Coq とかはじめました

就活もなんとか落ち着き、残り少ない学生生活をなんとか有意義に過ごそうと思って日記をつけることにしました...。最近はずっとやりたかったベイズ統計と Coq を少しずつ勉強してます。あと GPGPU とかも知識が溜まってきたので目新しいうちに CUDA7 のこととか書こうかなと思ってます。

ベイズ統計は研究室の輪講で Murphy の Machine Learning をやりながら、どうしても足りない部分も多いので PRML とか論文を読んで勉強中です。まだ体系的に分野ごとの state of the art な手法とかに理解が及ばなくて大変ですが、なんかまとまったらここに書けるよう頑張ります。
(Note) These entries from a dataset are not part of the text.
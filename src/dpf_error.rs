//! DpfError: Unified error type for dpf-client public APIs
//!
//! Every fallible call in the crate returns `Result<_, DpfError>`. Engine-side
//! failures arrive as [`EngineFailure`] records and are translated into the
//! matching variant by [`From<EngineFailure>`].

use serde::{Deserialize, Serialize};
use std::fmt;
use thiserror::Error;

/// Connectivity failure categories.
#[derive(Debug, Clone, Copy, PartialEq, Eq, Hash, Serialize, Deserialize)]
pub enum TransportErrorKind {
    /// No answer within the transport timeout.
    Timeout,
    /// Peer unreachable or connection closed.
    Unavailable,
    /// The caller cancelled a streaming call.
    Cancelled,
    /// Local I/O failure.
    Io,
    /// Malformed or unexpected frame.
    Protocol,
}

impl fmt::Display for TransportErrorKind {
    fn fmt(&self, f: &mut fmt::Formatter<'_>) -> fmt::Result {
        let s = match self {
            TransportErrorKind::Timeout => "timeout",
            TransportErrorKind::Unavailable => "unavailable",
            TransportErrorKind::Cancelled => "cancelled",
            TransportErrorKind::Io => "io",
            TransportErrorKind::Protocol => "protocol",
        };
        f.write_str(s)
    }
}

/// Unified error type for dpf-client operations.
#[derive(Debug, Error, Clone, PartialEq)]
pub enum DpfError {
    /// Connectivity problem between client and engine.
    #[error("transport error ({kind}): {message}")]
    Transport {
        kind: TransportErrorKind,
        message: String,
    },
    /// The engine rejected the call; `message` is authoritative.
    #[error("engine error: {message}{}", EngineContext(.template, .id))]
    Engine {
        message: String,
        template: Option<String>,
        id: Option<u64>,
    },
    /// Handle is null or was already released.
    #[error("null or released object")]
    NullObject,
    /// The requested type does not match the actual type.
    #[error("type mismatch: {0}")]
    TypeMismatch(String),
    /// Feature gated on a newer engine.
    #[error("server version {actual} does not support this feature (requires {required})")]
    VersionNotSupported { required: String, actual: String },
    /// A client-side contract was broken.
    #[error("invariant violation: {0}")]
    InvariantViolation(String),
    /// Index outside the valid range.
    #[error("out of range: {0}")]
    OutOfRange(String),
    /// Key or id not present.
    #[error("not found: {0}")]
    NotFound(String),
    /// Shape, size or location is wrong for the callee.
    #[error("invalid argument: {0}")]
    InvalidArgument(String),
}

struct EngineContext<'a>(&'a Option<String>, &'a Option<u64>);

impl fmt::Display for EngineContext<'_> {
    fn fmt(&self, f: &mut fmt::Formatter<'_>) -> fmt::Result {
        match (self.0, self.1) {
            (Some(t), Some(id)) => write!(f, " (operator `{t}`, object {id})"),
            (Some(t), None) => write!(f, " (operator `{t}`)"),
            (None, Some(id)) => write!(f, " (object {id})"),
            (None, None) => Ok(()),
        }
    }
}

impl DpfError {
    pub fn transport(kind: TransportErrorKind, message: impl Into<String>) -> Self {
        DpfError::Transport {
            kind,
            message: message.into(),
        }
    }

    pub fn protocol(message: impl Into<String>) -> Self {
        Self::transport(TransportErrorKind::Protocol, message)
    }

    pub fn cancelled() -> Self {
        Self::transport(TransportErrorKind::Cancelled, "call cancelled by caller")
    }

    pub fn engine(message: impl Into<String>) -> Self {
        DpfError::Engine {
            message: message.into(),
            template: None,
            id: None,
        }
    }

    /// `true` for `TransportError{cancelled}`.
    pub fn is_cancelled(&self) -> bool {
        matches!(
            self,
            DpfError::Transport {
                kind: TransportErrorKind::Cancelled,
                ..
            }
        )
    }

    /// `true` for `NotFound` and for engine messages reporting a missing object.
    pub fn is_not_found(&self) -> bool {
        match self {
            DpfError::NotFound(_) => true,
            DpfError::Engine { message, .. } => message.to_ascii_lowercase().contains("not found"),
            _ => false,
        }
    }
}

/// Optional-query decorator: maps "not found" failures to `Ok(None)`.
///
/// ```
/// use dpf_client::dpf_error::{none_if_not_found, DpfError};
/// let r: Result<i32, DpfError> = Err(DpfError::engine("source operator not found"));
/// assert_eq!(none_if_not_found(r).unwrap(), None);
/// ```
pub fn none_if_not_found<T>(result: Result<T, DpfError>) -> Result<Option<T>, DpfError> {
    match result {
        Ok(v) => Ok(Some(v)),
        Err(e) if e.is_not_found() => Ok(None),
        Err(e) => Err(e),
    }
}

/// Engine-side error categories carried over the wire.
#[derive(Debug, Clone, Copy, PartialEq, Eq, Serialize, Deserialize)]
pub enum ErrorCode {
    Generic,
    NotFound,
    OutOfRange,
    TypeMismatch,
    InvalidArgument,
    InvariantViolation,
    NullObject,
    Cancelled,
}

/// Failure record produced by an engine.
#[derive(Debug, Clone, PartialEq, Serialize, Deserialize)]
pub struct EngineFailure {
    pub code: ErrorCode,
    pub message: String,
    /// Name of the failing operator, when an evaluation failed.
    pub template: Option<String>,
    /// Id of the failing object, when known.
    pub id: Option<u64>,
}

impl EngineFailure {
    pub fn new(code: ErrorCode, message: impl Into<String>) -> Self {
        Self {
            code,
            message: message.into(),
            template: None,
            id: None,
        }
    }

    pub fn generic(message: impl Into<String>) -> Self {
        Self::new(ErrorCode::Generic, message)
    }

    pub fn not_found(message: impl Into<String>) -> Self {
        Self::new(ErrorCode::NotFound, message)
    }

    pub fn out_of_range(message: impl Into<String>) -> Self {
        Self::new(ErrorCode::OutOfRange, message)
    }

    pub fn type_mismatch(message: impl Into<String>) -> Self {
        Self::new(ErrorCode::TypeMismatch, message)
    }

    pub fn invalid(message: impl Into<String>) -> Self {
        Self::new(ErrorCode::InvalidArgument, message)
    }

    pub fn invariant(message: impl Into<String>) -> Self {
        Self::new(ErrorCode::InvariantViolation, message)
    }

    pub fn with_operator(mut self, template: impl Into<String>, id: u64) -> Self {
        self.template = Some(template.into());
        self.id = Some(id);
        self
    }
}

impl fmt::Display for EngineFailure {
    fn fmt(&self, f: &mut fmt::Formatter<'_>) -> fmt::Result {
        write!(f, "{:?}: {}", self.code, self.message)
    }
}

impl From<EngineFailure> for DpfError {
    fn from(f: EngineFailure) -> Self {
        match f.code {
            ErrorCode::Generic => DpfError::Engine {
                message: f.message,
                template: f.template,
                id: f.id,
            },
            ErrorCode::NotFound => DpfError::NotFound(f.message),
            ErrorCode::OutOfRange => DpfError::OutOfRange(f.message),
            ErrorCode::TypeMismatch => DpfError::TypeMismatch(f.message),
            ErrorCode::InvalidArgument => DpfError::InvalidArgument(f.message),
            ErrorCode::InvariantViolation => DpfError::InvariantViolation(f.message),
            ErrorCode::NullObject => DpfError::NullObject,
            ErrorCode::Cancelled => DpfError::transport(TransportErrorKind::Cancelled, f.message),
        }
    }
}

impl From<std::io::Error> for DpfError {
    fn from(e: std::io::Error) -> Self {
        use std::io::ErrorKind;
        let kind = match e.kind() {
            ErrorKind::TimedOut | ErrorKind::WouldBlock => TransportErrorKind::Timeout,
            ErrorKind::ConnectionRefused
            | ErrorKind::ConnectionReset
            | ErrorKind::ConnectionAborted
            | ErrorKind::NotConnected
            | ErrorKind::BrokenPipe
            | ErrorKind::UnexpectedEof => TransportErrorKind::Unavailable,
            _ => TransportErrorKind::Io,
        };
        DpfError::transport(kind, e.to_string())
    }
}

impl From<bincode::Error> for DpfError {
    fn from(e: bincode::Error) -> Self {
        DpfError::protocol(format!("frame codec: {e}"))
    }
}

impl From<serde_json::Error> for DpfError {
    fn from(e: serde_json::Error) -> Self {
        DpfError::protocol(format!("json: {e}"))
    }
}

#[cfg(test)]
mod tests {
    use super::*;

    #[test]
    fn engine_codes_translate() {
        let e: DpfError = EngineFailure::not_found("no such label").into();
        assert_eq!(e, DpfError::NotFound("no such label".into()));
        let e: DpfError = EngineFailure::generic("boom").with_operator("norm", 7).into();
        assert!(e.to_string().contains("operator `norm`"));
        assert!(e.to_string().contains("object 7"));
    }

    #[test]
    fn decorator_only_swallows_not_found() {
        let ok: Result<u8, DpfError> = Ok(3);
        assert_eq!(none_if_not_found(ok).unwrap(), Some(3));
        let nf: Result<u8, DpfError> = Err(DpfError::NotFound("x".into()));
        assert_eq!(none_if_not_found(nf).unwrap(), None);
        let other: Result<u8, DpfError> = Err(DpfError::NullObject);
        assert!(none_if_not_found(other).is_err());
    }

    #[test]
    fn io_errors_map_to_transport_kinds() {
        let e: DpfError = std::io::Error::new(std::io::ErrorKind::TimedOut, "slow").into();
        assert!(matches!(
            e,
            DpfError::Transport {
                kind: TransportErrorKind::Timeout,
                ..
            }
        ));
    }
}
Coq は毎日少しずつソフトウェアの基礎をやってます。この手を動かさないと全く分からない感じが SICP を読んだ時みたいで良いですね。コード貼り付けのテストがてら、1章の解答とか．

(* Boolean *)
Inductive bool : Type :=
  | true : bool
  | false : bool.


Definition negb (b : bool) : bool :=
  match b with
    | true => false
    | false => true
  end.

Definition andb lhs rhs :=
  match lhs with
    | true => rhs
    | false => false
  end.

Definition orb lhs rhs :=
  match lhs with
    | true => true
    | false => rhs
  end.

Example test_orb1 : (orb true false) = true.
Proof. simpl. reflexivity. Qed.
Example test_orb2: (orb false false) = false.
Proof. simpl. reflexivity. Qed.
Example test_orb3: (orb false true ) = true.
Proof. simpl. reflexivity. Qed.
Example test_orb4: (orb true true ) = true.
Proof. simpl. reflexivity. Qed.

Definition admit {T: Type} : T. Admitted.

(* Ex. nandb *)
Definition nandb (b1:bool) (b2:bool) : bool :=
  negb (andb b1 b2).

Example test_nandb1: (nandb true false) = true.
Proof. simpl. reflexivity. Qed.
Example test_nandb2: (nandb false false) = true.
Proof. simpl. reflexivity. Qed.
Example test_nandb3: (nandb false true) = true.
Proof. simpl. reflexivity. Qed.
Example test_nandb4: (nandb true true) = false.
Proof. simpl. reflexivity. Qed.

(* Ex. andb3 *)
Definition andb3 (b1:bool) (b2:bool) (b3:bool) : bool :=
  andb (andb b1 b2) b3.

Example test_andb31: (andb3 true true true) = true.
Proof. simpl. reflexivity. Qed.
Example test_andb32: (andb3 false true true) = false.
Proof. simpl. reflexivity. Qed.
Example test_andb33: (andb3 true false true) = false.
Proof. simpl. reflexivity. Qed.
Example test_andb34: (andb3 true true false) = false.
Proof. simpl. reflexivity. Qed.

(* 型の表示 )
Check (negb true).              ( bool )
Check negb.                     ( bool -> bool *)

(* モジュール *)
Module Playground1.
  Inductive nat : Type :=
    | O : nat
    | S : nat -> nat.

Definition pred(n: nat): nat :=
    match n with
      | O => O
      | S n => n
    end.
  Check pred (S O).
End Playground1.

Definition minustwo(n: nat): nat :=
  match n with
    | O => O
    | S O => O
    | S (S n') => n'
  end.
Check (S (S (S (S O)))).
Eval simpl in (minustwo 4).
Check pred.

(* 再帰関数 *)
Fixpoint evenb(n: nat): bool :=
  match n with
    | O => true
    | S O => false
    | S (S n') => evenb n'
  end.

Definition oddb(n : nat) : bool :=
  negb (evenb n).

Module Playground2.
  Fixpoint plus(n m: nat): nat :=
    match n with
      | O => m
      | S n' => S (plus n' m)
    end.
  Eval simpl in (plus (S (S (S O))) (S (S O))).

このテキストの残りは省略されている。